Toujours privé du droit de filmer sur le territoire iranien, Jafar Panahi cherche un moyen qui puisse le réinscrire dans la marche du monde tout en traduisant son état de clandestinité. Lui vient alors l’idée d’un dispositif hérité d’Abbas Kiarostami : sillonner les rues de la capitale iranienne au volant d’un taxi et recueillir la parole des passagers qui s’y succèdent. Le taxi apparaît immédiatement comme une figure privilégiée, un objet à la fois concret et théorique, métaphore ambulante d’une salle de projection dans laquelle la société viendrait refléter ses nombreux visages. Un espace intimiste et refermé sur lui-même, et pourtant transparent. Un lieu clos et étroit, mais ouvert sur l’extérieur, chaque fenêtre constituant autant d’écrans recueillant les images du monde. Les deux plans-séquences qui ouvrent et achèvent le film accentuent cette analogie : la fixité d’un cadre qui épouse la forme du pare-brise, conjuguée à l’amorce du tableau de bord, crée un fascinant effet de profondeur, comme si la fiction de l’écran et le réel qui l’entoure ne faisaient plus qu’un. 

 

Sur le plan du récit cependant, ce Taxi Téhéran reste un peu en-deçà des attentes. Sa structure, qui finit par s’essouffler dans la durée, prend la forme d’une succession d’épisodes inégaux. Le film n’est jamais meilleur que lorsque la trop grande lisibilité de son discours laisse place à de pures situations de cinéma mâtinées d’absurde, bien que l’écriture soit parfois maladroite. Dans les meilleurs moments, on peut y croiser, pêle-mêle : un voleur favorable à la peine de mort… pour les voleurs, ou encore un vendeur de DVD à la sauvette qui a reconnu le cinéaste et voudrait en faire un associé de son business. Il y a aussi cet homme qui agonise sur la banquette arrière du taxi : filmé par le portable de Panahi, il énonce ses dernières volontés en léguant tous ses biens à sa femme. Par la suite, la dite femme s’acharne à vouloir récupérer la vidéo, bien que son mari soit finalement hors de danger. Et pour cause : si son mari venait à mourir à n’importe quelle autre occasion, en l’absence de document attestant de l’héritage tous les biens reviendraient à la famille biologique du défunt, ce qui la laisserait sans ressources… Autant dire qu’il vaut mieux être préventif ! La plus belle idée du film reste le cinéaste lui-même s’improvisant chauffeur de taxi, précisément dans la mesure où il ne joue pas son rôle : il ne connaît pas les destinations à prendre, emprunte de longs détours, n’amène pas ses clients à bon port, et en profite même pour récupérer sa nièce à l’école. Ainsi, Panahi se met en scène comme une sorte promeneur qui, à la tyrannie du rendement et des directions univoques, privilégie la flânerie et les chemins de traverse.

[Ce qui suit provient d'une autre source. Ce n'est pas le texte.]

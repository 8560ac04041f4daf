//! The attacker state machine.
//!
//! A fighter drives one attack loop while the Attack action owns the
//! agent's scheduler slot: close in until the weapon reaches, hold and
//! face the target, strike when the cooldown elapses, repeat. The state
//! machine is advanced one step per world tick; the world feeds it a
//! [`TargetView`] and executes the returned [`FighterStep`].

use crate::world::AgentId;

use super::weapon::{AttackKind, WeaponConfig};

/// Resume point of the attack loop.
#[derive(Clone, Copy, Debug, Default, PartialEq, Eq)]
pub enum FighterState {
    /// No attack in progress.
    #[default]
    Idle,
    /// Target out of reach; a move order is active.
    Approaching,
    /// In reach, waiting out the cooldown.
    InRange,
    /// The strike's effect instant fires this tick.
    Striking,
}

/// What the world should do for the fighter this tick.
#[derive(Clone, Copy, Debug, PartialEq, Eq)]
pub enum FighterStep {
    /// Target gone, dead, or no longer hostile: exit the loop and free
    /// the scheduler slot.
    Complete,
    /// Issue/refresh a move order toward the target.
    Approach,
    /// Stand, rotate toward the target, and optionally fire the strike.
    Hold { strike: bool },
}

/// Per-tick facts about the current target, assembled by the world.
#[derive(Clone, Copy, Debug)]
pub struct TargetView {
    pub distance: f32,
    pub alive: bool,
    pub hostile: bool,
}

/// Attack loop state for one agent.
#[derive(Clone, Debug)]
pub struct Fighter {
    weapon: WeaponConfig,
    target: Option<AgentId>,
    state: FighterState,
    cooldown_remaining: f32,
    free_fire: bool,
}

impl Fighter {
    pub fn new(weapon: WeaponConfig) -> Self {
        Self {
            weapon,
            target: None,
            state: FighterState::Idle,
            cooldown_remaining: 0.0,
            free_fire: false,
        }
    }

    pub fn weapon(&self) -> &WeaponConfig {
        &self.weapon
    }

    /// Swaps the equipped weapon, returning the previous one. The caller
    /// re-resolves the stat snapshot afterwards.
    pub fn equip(&mut self, weapon: WeaponConfig) -> WeaponConfig {
        std::mem::replace(&mut self.weapon, weapon)
    }

    pub fn target(&self) -> Option<AgentId> {
        self.target
    }

    pub fn state(&self) -> FighterState {
        self.state
    }

    /// Stores the target and enters the loop. The scheduler slot must
    /// already be held.
    ///
    /// `free_fire` marks a deliberate engagement of a non-hostile target
    /// (a commanded ally attack): the loop then ignores the hostility
    /// exit, since the first strike's friendly-fire promotion is what
    /// establishes hostility.
    pub fn engage(&mut self, target: AgentId, free_fire: bool) {
        self.target = Some(target);
        self.free_fire = free_fire;
        self.state = FighterState::Approaching;
    }

    /// Whether this engagement deliberately started on a non-hostile
    /// target.
    pub fn free_fire(&self) -> bool {
        self.free_fire
    }

    /// Stops the loop. Safe in any state, including mid-wind-up; never
    /// touches the scheduler.
    pub fn cancel(&mut self) {
        self.target = None;
        self.free_fire = false;
        self.state = FighterState::Idle;
    }

    /// Advances the cooldown clock and decides this tick's step. The
    /// world applies the step (movement, facing, strike) and reports the
    /// strike back through [`Fighter::strike_fired`].
    pub fn advance(
        &mut self,
        view: Option<TargetView>,
        comfortable_range_fraction: f32,
        dt: f32,
    ) -> FighterStep {
        self.cooldown_remaining = (self.cooldown_remaining - dt).max(0.0);

        let Some(view) = view else {
            self.cancel();
            return FighterStep::Complete;
        };
        if !view.alive || !view.hostile {
            self.cancel();
            return FighterStep::Complete;
        }

        let reach = match self.weapon.attack_kind() {
            AttackKind::Melee => self.weapon.range,
            // Ranged attackers keep closing to a comfortable stand-off
            // distance inside their maximum range.
            AttackKind::Ranged => self.weapon.range * comfortable_range_fraction,
        };

        if view.distance > reach {
            self.state = FighterState::Approaching;
            return FighterStep::Approach;
        }

        let strike = self.cooldown_remaining <= 0.0;
        self.state = if strike {
            FighterState::Striking
        } else {
            FighterState::InRange
        };
        FighterStep::Hold { strike }
    }

    /// Records that the strike fired and arms the next cooldown (already
    /// jittered by the caller).
    pub fn strike_fired(&mut self, next_cooldown: f32) {
        self.cooldown_remaining = next_cooldown.max(0.0);
        self.state = FighterState::InRange;
    }
}
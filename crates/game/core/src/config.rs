//! Tunable balance constants and action priorities.

/// Action priorities used by the single-slot scheduler.
///
/// A request preempts the active one when its priority is greater or
/// equal; the constants keep the three command sources ordered without
/// scattering magic numbers.
pub mod priority {
    /// The empty slot. Never used for a live request.
    pub const IDLE: i32 = 0;
    /// Requests issued by the AI behavior loop.
    pub const AI: i32 = 1;
    /// Requests issued by the player command source.
    pub const PLAYER: i32 = 2;
    /// Requests propagated by a formation leader.
    pub const LEADER: i32 = 3;
}

/// Collected numeric knobs of the combat and behavior systems.
///
/// Everything here is a balance decision, not an invariant: tests pin the
/// defaults, content may override them per session.
#[derive(Clone, Debug, PartialEq)]
#[cfg_attr(feature = "serde", derive(serde::Serialize, serde::Deserialize))]
#[cfg_attr(feature = "serde", serde(default))]
pub struct Tuning {
    /// Multiplier applied to the defender's swiftness in the melee hit
    /// formula (`precision / (precision + mult × swiftness)`).
    pub evasion_multiplier: f32,

    /// Damage multiplier on a critical strike.
    pub crit_multiplier: i32,

    /// Base seconds between strikes before weapon weight scaling.
    pub base_attack_interval: f32,

    /// Cooldown jitter: the next cooldown is drawn uniformly from
    /// `base × [1−variance, 1+variance]`.
    pub cooldown_variance: f32,

    /// Fraction of maximum weapon range a ranged attacker closes to
    /// before standing to fire.
    pub comfortable_range_fraction: f32,

    /// Turn rate toward the target while in range, radians per second.
    pub facing_turn_speed: f32,

    /// Default movement speed in m/s at speed fraction 1.0.
    pub max_speed: f32,

    /// Distance at which a move-to-point action counts as arrived.
    pub arrival_tolerance: f32,

    /// Contact distance for a projectile to connect with its target.
    pub projectile_hit_radius: f32,

    /// Seconds a projectile flies before despawning without contact.
    pub projectile_lifetime: f32,

    /// Seconds a dead agent lingers before it is freed.
    pub despawn_grace: f32,
}

impl Tuning {
    pub const DEFAULT_EVASION_MULTIPLIER: f32 = 2.0;
    pub const DEFAULT_CRIT_MULTIPLIER: i32 = 2;
    pub const DEFAULT_BASE_ATTACK_INTERVAL: f32 = 1.0;
    pub const DEFAULT_COOLDOWN_VARIANCE: f32 = 0.15;
    pub const DEFAULT_COMFORTABLE_RANGE_FRACTION: f32 = 0.75;

    pub fn new() -> Self {
        Self {
            evasion_multiplier: Self::DEFAULT_EVASION_MULTIPLIER,
            crit_multiplier: Self::DEFAULT_CRIT_MULTIPLIER,
            base_attack_interval: Self::DEFAULT_BASE_ATTACK_INTERVAL,
            cooldown_variance: Self::DEFAULT_COOLDOWN_VARIANCE,
            comfortable_range_fraction: Self::DEFAULT_COMFORTABLE_RANGE_FRACTION,
            facing_turn_speed: std::f32::consts::TAU,
            max_speed: 5.66,
            arrival_tolerance: 1.0,
            projectile_hit_radius: 0.5,
            projectile_lifetime: 10.0,
            despawn_grace: 5.0,
        }
    }
}

impl Default for Tuning {
    fn default() -> Self {
        Self::new()
    }
}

Par-delà un dispositif à forte dimension réflexive, Taxi Téhéran traduit une multiplicité des écrans comme preuve : le testament filmé, l’enregistrement d’une caméra de surveillance visualisé sur une tablette, un petit garçon pris en flagrant délit de vol par le petit appareil photo de la nièce du cinéaste,… Et du film lui-même de se donner comme trace, empreinte d’une réalité politique et sociale d’un pays. Ce n’est pas un hasard si Jafar Panahi clôt son métrage sur une tentative de destruction de la caméra… Ce terrible acte de répression est cependant mis en échec par le dispositif cinématographique lui-même, car si l’image disparaît, le son est toujours là pour témoigner.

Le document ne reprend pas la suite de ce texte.